Damien Dubrovnik
Great Many Arrows


3.5
great

Review

by Jots EMERITUS
July 12th, 2017 | 26 replies


Release Date: 2017 | Tracklist

Review Summary: Two from the quiver.

There is a dignified candour with which Posh Isolation present themselves. The Denmark-based industrial label, despite an output that is often anything but middle-of-the-road, have a plain-faced way of marketing their brand. There is very little pretense, and the carryover to listener appreciation is that of a memorable fine dining experience where the food speaks for itself. We’ll stave off a cheesy long-winded food analogy, but, suffice it to say, Damien Dubrovnik, composed of the label’s two founders Loke Rahbek and Christian Stadsgaard, produce a sound rooted in real-world trials and tribulations, rather than intangible abstractions alone. Conceptually, Great Many Arrows was constructed as much at the hands of endless toiling as it was in the mind. Opener “Arrow 1”, namely, plays like a Roman pantomime with an aging male lead reciting the destruction of his kingdom. The vocals stab with a sense of helplessness in their near-indecipherability, like listening in on a panicked plea for help though a crackling CB radio. War drums resonate in such a way that blends with black arcus clouds, and melodic strings die with grace.
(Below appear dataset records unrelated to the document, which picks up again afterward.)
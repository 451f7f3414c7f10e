//! Shared Kernel - vocabulary shared by every service
//!
//! Only things whose meaning is identical across the auth, audit,
//! verification and provider services live here:
//! - Unified error type and error classification
//! - Typed identifiers
//! - Platform-wide user roles

pub mod error {
    pub mod app_error;
    pub mod conversions;
    pub mod kind;
}
pub mod id;
pub mod role;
Like other moments on the album, we see a blend of bygone-era acoustic instrumentation with modern-era electronics, stuck partway between different ends of a time portal. It all feels deeply retrospective, steeped in repressed memories that would prefer to be bottled up. Now uncorked, it is vague in details but heavy-handed in tones and emotions that are emphasized without being embellished. It’s like piecing together your grandfather’s tales of war via the creases on his face.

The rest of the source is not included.